One of the trite statements people tell you after you lose someone is that grief gets easier the longer someone is gone. I appreciate their support and their desire to comfort, but I disagree. Grief doesn’t get easier. It changes. For me, my grief of losing Dad was a huge, raw wound I carried on my body for at least a year. Slowly, that wound started to scab over, but it was still there. But I don’t believe that it has dissipated or lessened. I think it’s morphed into a part of my being. It’s like that patch of skin on my elbow that I don’t think about every day, but I know it’s there, and when it itches, I’m keenly aware of that small part of myself.

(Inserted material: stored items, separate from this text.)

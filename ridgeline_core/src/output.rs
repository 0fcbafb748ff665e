//! Output: grid documents on disk and user-supplied output writers.
//!
//! Every output checkpoint serializes the grid fields to
//! `{output_filename}{iteration:04}.json`. Raster grids are written as a
//! compact raster document; topologies the raster format cannot describe make
//! [`write_raster`] fail with [`ModelError::Unsupported`], and the engine falls
//! back to a graph document carrying node coordinates and links.

use crate::engine::ModelState;
use crate::error::{ModelError, ModelResult};
use crate::grid::{GridTopology, ModelGrid, ELEVATION};
use nalgebra::DVector;
use serde::{Deserialize, Serialize};
use std::collections::BTreeMap;
use std::fs::File;
use std::io::Write;
use std::path::{Path, PathBuf};
use tracing::debug;

/// Raster grid fields at one output checkpoint.
#[derive(Debug, Clone, PartialEq, Serialize, Deserialize)]
pub struct RasterDocument {
    pub iteration: u64,
    pub time: f64,
    pub rows: usize,
    pub columns: usize,
    pub spacing: f64,
    pub fields: BTreeMap<String, Vec<f64>>,
}

/// Topology-free grid fields at one output checkpoint.
#[derive(Debug, Clone, PartialEq, Serialize, Deserialize)]
pub struct GraphDocument {
    pub iteration: u64,
    pub time: f64,
    pub x_of_node: Vec<f64>,
    pub y_of_node: Vec<f64>,
    pub nodes_at_link: Vec<[usize; 2]>,
    pub fields: BTreeMap<String, Vec<f64>>,
}

impl GraphDocument {
    /// Starts a document from the grid geometry alone.
    pub fn from_geometry(grid: &ModelGrid, iteration: u64, time: f64) -> Self {
        Self {
            iteration,
            time,
            x_of_node: grid.x_of_node().to_vec(),
            y_of_node: grid.y_of_node().to_vec(),
            nodes_at_link: grid.nodes_at_link().to_vec(),
            fields: BTreeMap::new(),
        }
    }

    /// Adds one node field.
    pub fn set_field(&mut self, name: &str, values: &DVector<f64>) {
        self.fields.insert(name.to_string(), values.iter().copied().collect());
    }
}

/// A document as found on disk.
#[derive(Debug, Clone, PartialEq, Serialize, Deserialize)]
#[serde(tag = "format", rename_all = "snake_case")]
pub enum GridDocument {
    Raster(RasterDocument),
    Graph(GraphDocument),
}

impl GridDocument {
    pub fn read(path: impl AsRef<Path>) -> ModelResult<Self> {
        let file = File::open(path.as_ref())?;
        Ok(serde_json::from_reader(std::io::BufReader::new(file))?)
    }

    pub fn fields(&self) -> &BTreeMap<String, Vec<f64>> {
        match self {
            GridDocument::Raster(doc) => &doc.fields,
            GridDocument::Graph(doc) => &doc.fields,
        }
    }

    pub fn iteration(&self) -> u64 {
        match self {
            GridDocument::Raster(doc) => doc.iteration,
            GridDocument::Graph(doc) => doc.iteration,
        }
    }
}

/// Path of the output file for `iteration`.
pub fn output_path(base: &str, iteration: u64) -> PathBuf {
    PathBuf::from(format!("{}{:04}.json", base, iteration))
}

/// Selected fields, or every field when `names` is `None`.
fn selected_fields<'a>(
    grid: &'a ModelGrid,
    names: Option<&[&str]>,
) -> ModelResult<Vec<(String, &'a DVector<f64>)>> {
    let names: Vec<String> = match names {
        Some(names) => names.iter().map(|s| s.to_string()).collect(),
        None => grid.field_names(),
    };
    names
        .into_iter()
        .map(|name| {
            let values = grid.require_field(&name)?;
            Ok((name, values))
        })
        .collect()
}

fn write_document(path: &Path, doc: &GridDocument) -> ModelResult<()> {
    let mut out = std::io::BufWriter::new(File::create(path)?);
    serde_json::to_writer(&mut out, doc)?;
    out.flush()?;
    Ok(())
}

/// Writes a raster document; fails with `Unsupported` for other topologies.
pub fn write_raster(
    grid: &ModelGrid,
    names: Option<&[&str]>,
    iteration: u64,
    time: f64,
    path: &Path,
) -> ModelResult<()> {
    let GridTopology::Raster { rows, columns, spacing } = *grid.topology() else {
        return Err(ModelError::Unsupported(grid.topology().name().to_string()));
    };
    let fields = selected_fields(grid, names)?
        .into_iter()
        .map(|(name, values)| (name, values.iter().copied().collect()))
        .collect();
    let doc = GridDocument::Raster(RasterDocument {
        iteration,
        time,
        rows,
        columns,
        spacing,
        fields,
    });
    write_document(path, &doc)
}

/// Writes a graph document, injecting each selected field by name.
pub fn write_graph(
    grid: &ModelGrid,
    names: Option<&[&str]>,
    iteration: u64,
    time: f64,
    path: &Path,
) -> ModelResult<()> {
    let mut doc = GraphDocument::from_geometry(grid, iteration, time);
    for (name, values) in selected_fields(grid, names)? {
        doc.set_field(&name, values);
    }
    write_document(path, &GridDocument::Graph(doc))
}

/// Writes grid fields, falling back to the graph form when the raster form
/// cannot represent the grid.
pub fn write_grid(
    grid: &ModelGrid,
    names: Option<&[&str]>,
    iteration: u64,
    time: f64,
    path: &Path,
) -> ModelResult<()> {
    match write_raster(grid, names, iteration, time, path) {
        Err(ModelError::Unsupported(topology)) => {
            debug!("Raster output does not support {} grids, writing graph", topology);
            write_graph(grid, names, iteration, time, path)
        }
        other => other,
    }
}

/// Reads a raster document back into a grid with all of its fields.
///
/// Used for `DEM_filename`; the document must carry an elevation field.
pub fn read_topography(path: impl AsRef<Path>) -> ModelResult<ModelGrid> {
    let path = path.as_ref();
    let doc = match GridDocument::read(path)? {
        GridDocument::Raster(doc) => doc,
        GridDocument::Graph(_) => {
            return Err(ModelError::config(
                "DEM_filename",
                format!("{} is a graph document; topography must be a raster", path.display()),
            ))
        }
    };
    if !doc.fields.contains_key(ELEVATION) {
        return Err(ModelError::config(
            "DEM_filename",
            format!("{} has no '{}' field", path.display(), ELEVATION),
        ));
    }
    let mut grid = ModelGrid::raster(doc.rows, doc.columns, doc.spacing)?;
    for (name, values) in doc.fields {
        grid.add_field(&name, DVector::from_vec(values))?;
    }
    Ok(grid)
}

/// A stateful writer fired at every output checkpoint.
pub trait OutputWriter {
    fn run_one_step(&mut self, state: &ModelState) -> ModelResult<()>;
}

/// A stateless writer fired at every output checkpoint.
pub type OutputFunction = Box<dyn FnMut(&ModelState) -> ModelResult<()>>;

/// Builds a stateful writer once the model state exists.
pub type OutputWriterFactory = Box<dyn FnOnce(&ModelState) -> ModelResult<Box<dyn OutputWriter>>>;

/// Object-style writers keyed by name, plus function-style writers.
#[derive(Default)]
pub struct OutputWriterRegistry {
    objects: BTreeMap<String, Box<dyn OutputWriter>>,
    functions: Vec<(String, OutputFunction)>,
}

impl OutputWriterRegistry {
    pub fn new() -> Self {
        Self::default()
    }

    /// Builds an object writer from the state and stores it under `name`.
    pub fn register_object(&mut self, name: &str, factory: OutputWriterFactory, state: &ModelState) -> ModelResult<()> {
        let writer = factory(state)?;
        self.objects.insert(name.to_string(), writer);
        Ok(())
    }

    pub fn register_function(&mut self, name: &str, function: OutputFunction) {
        self.functions.push((name.to_string(), function));
    }

    pub fn object_names(&self) -> Vec<&str> {
        self.objects.keys().map(String::as_str).collect()
    }

    pub fn function_names(&self) -> Vec<&str> {
        self.functions.iter().map(|(name, _)| name.as_str()).collect()
    }

    pub fn len(&self) -> usize {
        self.objects.len() + self.functions.len()
    }

    pub fn is_empty(&self) -> bool {
        self.len() == 0
    }

    /// Fires every writer; the first failure is returned unchanged.
    pub fn fire(&mut self, state: &ModelState) -> ModelResult<()> {
        for writer in self.objects.values_mut() {
            writer.run_one_step(state)?;
        }
        for (_, function) in self.functions.iter_mut() {
            function(state)?;
        }
        Ok(())
    }
}

impl std::fmt::Debug for OutputWriterRegistry {
    fn fmt(&self, f: &mut std::fmt::Formatter<'_>) -> std::fmt::Result {
        f.debug_struct("OutputWriterRegistry")
            .field("objects", &self.object_names())
            .field("functions", &self.function_names())
            .finish()
    }
}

Sometimes all it takes is a simple brush of the hand against my skin to calm the itch, like when I share a memory of Dad and blink away tears. But other times, the itch is rampant, and I scratch it until it bleeds. The only thing that helps is balm and bandages, and the only thing that helps with my grief is wrapping myself in a blanket and lying there with my memories and my tears.

I’d planned on doing many things on Friday to honor Dad, to change the narrative of it being a day of itch-scratching and solitude. But, my body had different plans, with a painful migraine and interrupted sleep all night. Still, I did take a long walk to move my body — something Dad firmly believed in — and I hugged my loved ones. And, I know that it’s not just about memorializing February 17, 2017; I know it’s about living a life that he wanted for me: one that is physically and mentally healthy, full of love for my family, and with a strong work ethic to achieve goals.